Chi-Med’s surufatinib staved off disease progression for a median 10.9 months among Chinese patients with pancreatic neuroendocrine tumors in a phase 3 trial, significantly beating the 3.7 months posted by the placebo group. The company hopes data from this pancreatic NET trial and a previously announced positive study in non-pancreatic NET, as well as global trials, can earn it an FDA approval to challenge Novartis’ Afinitor and Pfizer’s Sutent.

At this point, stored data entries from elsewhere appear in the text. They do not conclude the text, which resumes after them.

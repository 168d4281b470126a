use async_trait::async_trait;
use bigdecimal::BigDecimal;
use chrono::NaiveDateTime;
use sqlx::pool::PoolConnection;
use sqlx::postgres::PgArguments;
use sqlx::query::Query;
use sqlx::{Connection, PgPool, Postgres, Transaction};
use tracing::warn;

use tabload_core::{DialectType, TableSchema, TypedRow, TypedValue, qualified_name};

use super::{SinkProvider, TableSink};
use crate::errors::LoadError;
use crate::statement::InsertStatement;

/// Sink writing to PostgreSQL over one pooled connection.
pub struct PgTableSink {
    conn: PoolConnection<Postgres>,
    namespace: String,
}

impl std::fmt::Debug for PgTableSink {
    fn fmt(&self, f: &mut std::fmt::Formatter<'_>) -> std::fmt::Result {
        f.debug_struct("PgTableSink")
            .field("namespace", &self.namespace)
            .finish_non_exhaustive()
    }
}

impl PgTableSink {
    pub async fn acquire(pool: &PgPool, namespace: impl Into<String>) -> Result<Self, LoadError> {
        let conn = pool.acquire().await?;
        Ok(Self {
            conn,
            namespace: namespace.into(),
        })
    }
}

#[async_trait]
impl TableSink for PgTableSink {
    fn namespace(&self) -> &str {
        &self.namespace
    }

    async fn truncate(&mut self, schema: &TableSchema) -> Result<(), LoadError> {
        let sql = format!(
            "TRUNCATE TABLE {}",
            qualified_name(&self.namespace, schema.table())
        );
        sqlx::query(&sql)
            .execute(&mut *self.conn)
            .await
            .map_err(|err| LoadError::Execution(format!("truncating {}: {err}", schema.table())))?;
        Ok(())
    }

    async fn write_batch(
        &mut self,
        statement: &InsertStatement,
        rows: &[TypedRow],
    ) -> Result<(), LoadError> {
        let mut tx = Connection::begin(&mut *self.conn).await?;

        match insert_rows(&mut tx, statement, rows).await {
            Ok(()) => {
                tx.commit().await?;
                Ok(())
            }
            Err(err) => {
                if let Err(rollback) = tx.rollback().await {
                    warn!(
                        table = %statement.table(),
                        error = %rollback,
                        "rollback failed"
                    );
                }
                Err(err)
            }
        }
    }
}

async fn insert_rows(
    tx: &mut Transaction<'_, Postgres>,
    statement: &InsertStatement,
    rows: &[TypedRow],
) -> Result<(), LoadError> {
    for (offset, row) in rows.iter().enumerate() {
        let query = row
            .values()
            .iter()
            .fold(sqlx::query(statement.sql()), bind_value);
        query
            .execute(&mut **tx)
            .await
            .map_err(|err| LoadError::Execution(format!("row {} of batch: {err}", offset + 1)))?;
    }
    Ok(())
}

fn bind_value<'q>(
    query: Query<'q, Postgres, PgArguments>,
    value: &'q TypedValue,
) -> Query<'q, Postgres, PgArguments> {
    match value {
        TypedValue::Null(DialectType::NumericFloat | DialectType::NumericIntegerOrDecimal) => {
            query.bind(None::<BigDecimal>)
        }
        TypedValue::Null(DialectType::Date) => query.bind(None::<NaiveDateTime>),
        TypedValue::Null(DialectType::Text) => query.bind(None::<String>),
        TypedValue::Integer(value) => query.bind(*value),
        TypedValue::Decimal(value) => query.bind(value),
        TypedValue::DateTime(value) => query.bind(*value),
        TypedValue::Text(value) => query.bind(value.as_str()),
    }
}

/// Opens a fresh pooled connection for each table.
#[derive(Debug, Clone)]
pub struct PgSinkProvider {
    pool: PgPool,
    namespace: String,
}

impl PgSinkProvider {
    pub fn new(pool: PgPool, namespace: impl Into<String>) -> Self {
        Self {
            pool,
            namespace: namespace.into(),
        }
    }
}

#[async_trait]
impl SinkProvider for PgSinkProvider {
    type Sink = PgTableSink;

    async fn open(&self) -> Result<PgTableSink, LoadError> {
        PgTableSink::acquire(&self.pool, self.namespace.clone()).await
    }
}
mod support;

use std::fs;
use std::path::PathBuf;

use anyhow::Result;
use tabload_codec::resolve_encoding;
use tabload_core::{DialectType, TableSchema};
use tabload_load::{ImportOptions, ImportRun, LoadOptions, TableStatus, discover_files};

use support::{FakeCatalog, FakeProvider, POISON, column, emp_schema};

fn temp_folder() -> PathBuf {
    let dir = std::env::temp_dir().join(format!("tabload_import_{}", uuid::Uuid::new_v4()));
    fs::create_dir_all(&dir).expect("create temp folder");
    dir
}

fn dept_schema() -> TableSchema {
    TableSchema::new(
        "DEPT",
        vec![
            column(1, "DEPT_ID", DialectType::NumericIntegerOrDecimal, false),
            column(2, "NAME", DialectType::Text, true),
        ],
    )
    .unwrap()
}

fn options(folder: PathBuf, tables: Vec<String>) -> ImportOptions {
    ImportOptions {
        folder,
        encoding: resolve_encoding("utf-8").unwrap(),
        load: LoadOptions {
            batch_size: 2,
            abort: None,
        },
        tables,
    }
}

#[test]
fn discovers_csv_files_smallest_first() -> Result<()> {
    let dir = temp_folder();
    fs::write(dir.join("EMP.csv"), "SEQ_EMP,NAME\n1,A\n2,B\n3,C\n")?;
    fs::write(dir.join("DEPT_DATA_TABLE.CSV"), "DEPT_ID\n1\n")?;
    fs::write(dir.join("notes.txt"), "ignored")?;

    let files = discover_files(&dir)?;

    let tables: Vec<&str> = files.iter().map(|f| f.table.as_str()).collect();
    assert_eq!(tables, vec!["DEPT", "EMP"]);
    assert!(files[0].size < files[1].size);

    fs::remove_dir_all(dir).ok();
    Ok(())
}

#[tokio::test]
async fn imports_each_table_and_isolates_failures() -> Result<()> {
    let dir = temp_folder();
    fs::write(
        dir.join("EMP.csv"),
        format!("SEQ_EMP,NAME,HIRED\n1,A,2021-06-01 09:00:00\n2,B,\n3,{POISON},\n4,D,\n"),
    )?;
    fs::write(dir.join("DEPT_DATA_TABLE.csv"), "DEPT_ID,NAME\n10,Sales\n")?;
    fs::write(dir.join("GHOST.csv"), "ID\n1\n")?;

    let catalog = FakeCatalog::default()
        .with_table(emp_schema())
        .with_table(dept_schema());
    let provider = FakeProvider::default();

    let report = ImportRun::new(&catalog, &provider)
        .run(&options(dir.clone(), Vec::new()))
        .await?;

    let outcome: Vec<(&str, TableStatus)> = report
        .tables
        .iter()
        .map(|t| (t.table.as_str(), t.status))
        .collect();
    assert_eq!(
        outcome,
        vec![
            ("GHOST", TableStatus::Failed),
            ("DEPT", TableStatus::Loaded),
            ("EMP", TableStatus::Partial),
        ]
    );
    assert!(report.tables[0].error.as_deref().unwrap().contains("GHOST"));
    assert_eq!(report.rows_loaded(), 3);
    assert_eq!(report.failed_count(), 1);
    assert_eq!(report.loaded_tables(), vec!["DEPT", "EMP"]);
    assert_eq!(
        provider.sink.events(),
        vec!["truncate:DEPT", "commit:1", "truncate:EMP", "commit:2", "rollback:2"]
    );

    fs::remove_dir_all(dir).ok();
    Ok(())
}

#[tokio::test]
async fn table_filter_skips_other_files() -> Result<()> {
    let dir = temp_folder();
    fs::write(dir.join("EMP.csv"), "SEQ_EMP,NAME\n1,A\n")?;
    fs::write(dir.join("DEPT.csv"), "DEPT_ID,NAME\n10,Sales\n")?;

    let catalog = FakeCatalog::default()
        .with_table(emp_schema())
        .with_table(dept_schema());
    let provider = FakeProvider::default();

    let report = ImportRun::new(&catalog, &provider)
        .run(&options(dir.clone(), vec!["emp".to_string()]))
        .await?;

    let dept = report.tables.iter().find(|t| t.table == "DEPT").unwrap();
    let emp = report.tables.iter().find(|t| t.table == "EMP").unwrap();
    assert_eq!(dept.status, TableStatus::Skipped);
    assert_eq!(emp.status, TableStatus::Loaded);
    assert_eq!(provider.sink.events(), vec!["truncate:EMP", "commit:1"]);

    fs::remove_dir_all(dir).ok();
    Ok(())
}

#[tokio::test]
async fn missing_folder_fails_the_run() {
    let catalog = FakeCatalog::default();
    let provider = FakeProvider::default();
    let missing = std::env::temp_dir().join(format!("tabload_missing_{}", uuid::Uuid::new_v4()));

    let result = ImportRun::new(&catalog, &provider)
        .run(&options(missing, Vec::new()))
        .await;

    assert!(result.is_err());
}
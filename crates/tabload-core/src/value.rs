use std::sync::Arc;

use chrono::NaiveDateTime;
use bigdecimal::BigDecimal;

use crate::schema::DialectType;

/// Textual form used for date-time values. Sub-second digits are appended
/// only when present.
pub const DATE_TIME_FORMAT: &str = "%Y-%m-%d %H:%M:%S%.f";

/// One delimited-text row keyed by the file's header.
///
/// Header names are shared across all rows of a file. A value is `None` when
/// the record was shorter than the header.
#[derive(Debug, Clone, PartialEq, Eq)]
pub struct RawRow {
    header: Arc<[String]>,
    values: Vec<Option<String>>,
}

impl RawRow {
    pub fn new(header: Arc<[String]>, mut values: Vec<Option<String>>) -> Self {
        values.resize(header.len(), None);
        Self { header, values }
    }

    /// Build a standalone row from name/value pairs.
    pub fn from_pairs<K, V>(pairs: impl IntoIterator<Item = (K, Option<V>)>) -> Self
    where
        K: Into<String>,
        V: Into<String>,
    {
        let (names, values): (Vec<String>, Vec<Option<String>>) = pairs
            .into_iter()
            .map(|(name, value)| (name.into(), value.map(Into::into)))
            .unzip();
        Self {
            header: names.into(),
            values,
        }
    }

    pub fn header(&self) -> &[String] {
        &self.header
    }

    pub fn len(&self) -> usize {
        self.values.len()
    }

    pub fn is_empty(&self) -> bool {
        self.values.is_empty()
    }

    /// Case-insensitive lookup by column name.
    pub fn get(&self, name: &str) -> Option<Option<&str>> {
        self.header
            .iter()
            .position(|key| key.eq_ignore_ascii_case(name))
            .map(|idx| self.values[idx].as_deref())
    }

    pub fn iter(&self) -> impl Iterator<Item = (&str, Option<&str>)> {
        self.header
            .iter()
            .map(String::as_str)
            .zip(self.values.iter().map(Option::as_deref))
    }
}

/// A value converted to the column's dialect family.
#[derive(Debug, Clone, PartialEq, Eq)]
pub enum TypedValue {
    /// Typed null carrying the column family it binds as.
    Null(DialectType),
    Integer(i64),
    /// Arbitrary-precision decimal; scale is kept as parsed.
    Decimal(BigDecimal),
    DateTime(NaiveDateTime),
    Text(String),
}

impl TypedValue {
    pub fn is_null(&self) -> bool {
        matches!(self, TypedValue::Null(_))
    }

    /// Render the value the way it is written to delimited text.
    pub fn render(&self) -> String {
        match self {
            TypedValue::Null(_) => String::new(),
            TypedValue::Integer(value) => value.to_string(),
            TypedValue::Decimal(value) => value.to_plain_string(),
            TypedValue::DateTime(value) => value.format(DATE_TIME_FORMAT).to_string(),
            TypedValue::Text(value) => value.clone(),
        }
    }
}

/// Typed values of one row, in schema column order.
#[derive(Debug, Clone, PartialEq, Eq)]
pub struct TypedRow {
    values: Vec<TypedValue>,
}

impl TypedRow {
    pub fn new(values: Vec<TypedValue>) -> Self {
        Self { values }
    }

    pub fn values(&self) -> &[TypedValue] {
        &self.values
    }
}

Gilead Sciences' China head, Yongqing “Rogers” Luo, has jumped ship to young Sino-American biotech Brii Biosciences as president and China general manager. Luo almost single-handedly built Gilead’s China operations after joining in 2016, having helped the company win approvals for eight drugs there and put four products—Vemlidy, Epclusa, Harvoni and Genvoya—on the National Reimbursement Drug List.
Sun Pharma has become the seventh drugmaker to initiate a voluntary recall of metformin because of high levels of a potential cancer-causing contaminant. The Indian company recalled one lot of 747 bottles of its Riomet ER, an extended-release version of the common diabetes med, after finding high levels of NDMA.
Takeda tapped Roche’s Foundation Medicine to develop tissue- and blood-based companion diagnostic tests for its portfolio of lung cancer therapies. These include genomic tests for ALK inhibitor Alunbrig and the investigational drug mobocertinib (TAK-788) for non-small cell lung cancer with EGFR exon 20 insertions.
Shanghai-based Viva Biotech is shelling out $80 million to acquire Hong Kong-based preclinical CRO SYNthesis, which focuses on pharmaceutical chemistry and synthetic chemistry services.